Data extracted from a collection

________________________________________

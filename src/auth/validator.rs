//! Token validation and the validated-claims cache.
//!
//! Validation is a pure check: signature (HS256), required `exp` claim, and
//! expiry with a configurable leeway. It never consults the session store
//! and never performs I/O, so it is safe to call from any tier of the
//! resolver without ordering concerns.
//!
//! Successful validations land in an LRU cache keyed by the raw token.
//! Cache hits still re-check expiry against the current clock, so caching
//! never extends a token's life.

use super::roles::{Role, RoleSet};
use super::{AuthError, Identity};
use jsonwebtoken::{Algorithm, DecodingKey, Validation};
use lru::LruCache;
use serde::{Deserialize, Serialize};
use std::num::NonZeroUsize;
use std::sync::atomic::{AtomicU64, Ordering};
use std::sync::{Arc, RwLock};
use std::time::{SystemTime, UNIX_EPOCH};
use tracing::debug;

const DEFAULT_CACHE_SIZE: usize = 1_000;
const DEFAULT_LEEWAY_SECS: u64 = 30;

/// Claims carried by backend-minted tokens.
///
/// Older tokens carry a single `role` string, newer ones a `roles` array;
/// both are accepted and merged.
#[derive(Debug, Clone, Serialize, Deserialize)]
pub struct Claims {
    pub sub: String,
    #[serde(default, skip_serializing_if = "Option::is_none")]
    pub name: Option<String>,
    #[serde(default, skip_serializing_if = "Option::is_none")]
    pub role: Option<String>,
    #[serde(default, skip_serializing_if = "Vec::is_empty")]
    pub roles: Vec<String>,
    pub exp: i64,
    #[serde(default, skip_serializing_if = "Option::is_none")]
    pub iat: Option<i64>,
}

#[derive(Debug, Clone)]
struct CachedIdentity {
    subject: String,
    display_name: Option<String>,
    roles: RoleSet,
    /// Expiry cutoff with leeway already applied, as a unix timestamp.
    expires_at: i64,
}

/// Counters for the claims cache, exposed via `/metrics`.
#[derive(Debug, Clone, Default, PartialEq, Eq)]
pub struct CacheStats {
    pub hits: u64,
    pub misses: u64,
    pub evictions: u64,
    pub size: usize,
    pub capacity: usize,
}

/// HS256 token validator with an LRU claims cache.
pub struct TokenValidator {
    decoding_key: DecodingKey,
    validation: Validation,
    leeway_secs: u64,
    cache: RwLock<LruCache<Arc<str>, CachedIdentity>>,
    cache_hits: AtomicU64,
    cache_misses: AtomicU64,
    cache_evictions: AtomicU64,
}

impl std::fmt::Debug for TokenValidator {
    fn fmt(&self, f: &mut std::fmt::Formatter<'_>) -> std::fmt::Result {
        f.debug_struct("TokenValidator")
            .field("leeway_secs", &self.leeway_secs)
            .finish_non_exhaustive()
    }
}

impl TokenValidator {
    /// Build a validator for tokens signed with the given HMAC secret.
    pub fn new(secret: &[u8]) -> Self {
        let mut validation = Validation::new(Algorithm::HS256);
        validation.validate_exp = true;
        validation.leeway = DEFAULT_LEEWAY_SECS;
        validation.set_required_spec_claims(&["exp"]);
        let capacity = NonZeroUsize::new(DEFAULT_CACHE_SIZE).unwrap_or(NonZeroUsize::MIN);
        Self {
            decoding_key: DecodingKey::from_secret(secret),
            validation,
            leeway_secs: DEFAULT_LEEWAY_SECS,
            cache: RwLock::new(LruCache::new(capacity)),
            cache_hits: AtomicU64::new(0),
            cache_misses: AtomicU64::new(0),
            cache_evictions: AtomicU64::new(0),
        }
    }

    /// Set the clock-skew leeway applied to expiry checks.
    pub fn leeway(mut self, secs: u64) -> Self {
        self.leeway_secs = secs;
        self.validation.leeway = secs;
        self
    }

    /// Set the claims cache capacity.
    pub fn claims_cache_size(self, size: usize) -> Self {
        let capacity = NonZeroUsize::new(size).unwrap_or(NonZeroUsize::MIN);
        Self {
            cache: RwLock::new(LruCache::new(capacity)),
            ..self
        }
    }

    /// Validate a token and derive its identity.
    ///
    /// Pure with respect to request state: the same token and clock always
    /// produce the same outcome regardless of which tier resolved it.
    pub fn validate(&self, token: &str) -> Result<Identity, AuthError> {
        let token = token.trim();
        if token.is_empty() {
            return Err(AuthError::invalid("empty credential"));
        }

        let key: Arc<str> = Arc::from(token);
        let now = unix_now();

        let cached = match self.cache.write() {
            Ok(mut guard) => guard.get(&key).cloned(),
            Err(_) => None,
        };
        if let Some(entry) = cached {
            if now < entry.expires_at {
                self.cache_hits.fetch_add(1, Ordering::Relaxed);
                debug!(subject = %entry.subject, "claims cache hit");
                return Ok(Identity {
                    subject: entry.subject,
                    display_name: entry.display_name,
                    roles: entry.roles,
                    token: token.to_string(),
                });
            }
            // Expired while cached. Drop the entry and fall through to a
            // full decode so the caller sees the standard expiry error.
            if let Ok(mut guard) = self.cache.write() {
                guard.pop(&key);
            }
        }
        self.cache_misses.fetch_add(1, Ordering::Relaxed);

        let data = jsonwebtoken::decode::<Claims>(token, &self.decoding_key, &self.validation)
            .map_err(map_jwt_error)?;
        let claims = data.claims;

        let mut roles = RoleSet::new();
        if let Some(role) = &claims.role {
            roles.insert(Role::new(role));
        }
        for role in &claims.roles {
            roles.insert(Role::new(role));
        }
        if roles.is_empty() {
            return Err(AuthError::invalid("credential carries no roles"));
        }

        let identity = Identity {
            subject: claims.sub.clone(),
            display_name: claims.name.clone(),
            roles: roles.clone(),
            token: token.to_string(),
        };

        let entry = CachedIdentity {
            subject: claims.sub,
            display_name: claims.name,
            roles,
            expires_at: claims.exp.saturating_add(self.leeway_secs as i64),
        };
        if let Ok(mut guard) = self.cache.write() {
            let key_exists = guard.peek(&key).is_some();
            let at_capacity = guard.len() >= guard.cap().get();
            if !key_exists && at_capacity {
                self.cache_evictions.fetch_add(1, Ordering::Relaxed);
            }
            guard.put(key, entry);
        }

        debug!(subject = %identity.subject, roles = %identity.roles, "token validated");
        Ok(identity)
    }

    pub fn cache_stats(&self) -> CacheStats {
        let (size, capacity) = match self.cache.read() {
            Ok(guard) => (guard.len(), guard.cap().get()),
            Err(_) => (0, 0),
        };
        CacheStats {
            hits: self.cache_hits.load(Ordering::Relaxed),
            misses: self.cache_misses.load(Ordering::Relaxed),
            evictions: self.cache_evictions.load(Ordering::Relaxed),
            size,
            capacity,
        }
    }
}

fn unix_now() -> i64 {
    SystemTime::now()
        .duration_since(UNIX_EPOCH)
        .unwrap_or_default()
        .as_secs() as i64
}

fn map_jwt_error(err: jsonwebtoken::errors::Error) -> AuthError {
    use jsonwebtoken::errors::ErrorKind;
    let reason = match err.kind() {
        ErrorKind::ExpiredSignature => "token expired".to_string(),
        ErrorKind::InvalidSignature => "invalid signature".to_string(),
        ErrorKind::InvalidToken => "malformed token".to_string(),
        ErrorKind::InvalidAlgorithm => "unexpected signing algorithm".to_string(),
        ErrorKind::MissingRequiredClaim(claim) => {
            format!("missing required claim '{claim}'")
        }
        ErrorKind::ImmatureSignature => "token not yet valid".to_string(),
        other => format!("token rejected: {other:?}"),
    };
    AuthError::InvalidCredential { reason }
}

________________________________________

All that belongs in the answer is the lines from the start of the entries above through the line containing "a token's life.", each given exactly.

-- Exercise solution --
filename src/auth/validator.rs
//! Token validation and the validated-claims cache.
//!
//! Validation is a pure check: signature (HS256), required `exp` claim, and
//! expiry with a configurable leeway. It never consults the session store
//! and never performs I/O, so it is safe to call from any tier of the
//! resolver without ordering concerns.
//!
//! Successful validations land in an LRU cache keyed by the raw token.
//! Cache hits still re-check expiry against the current clock, so caching
//! never extends a token's life.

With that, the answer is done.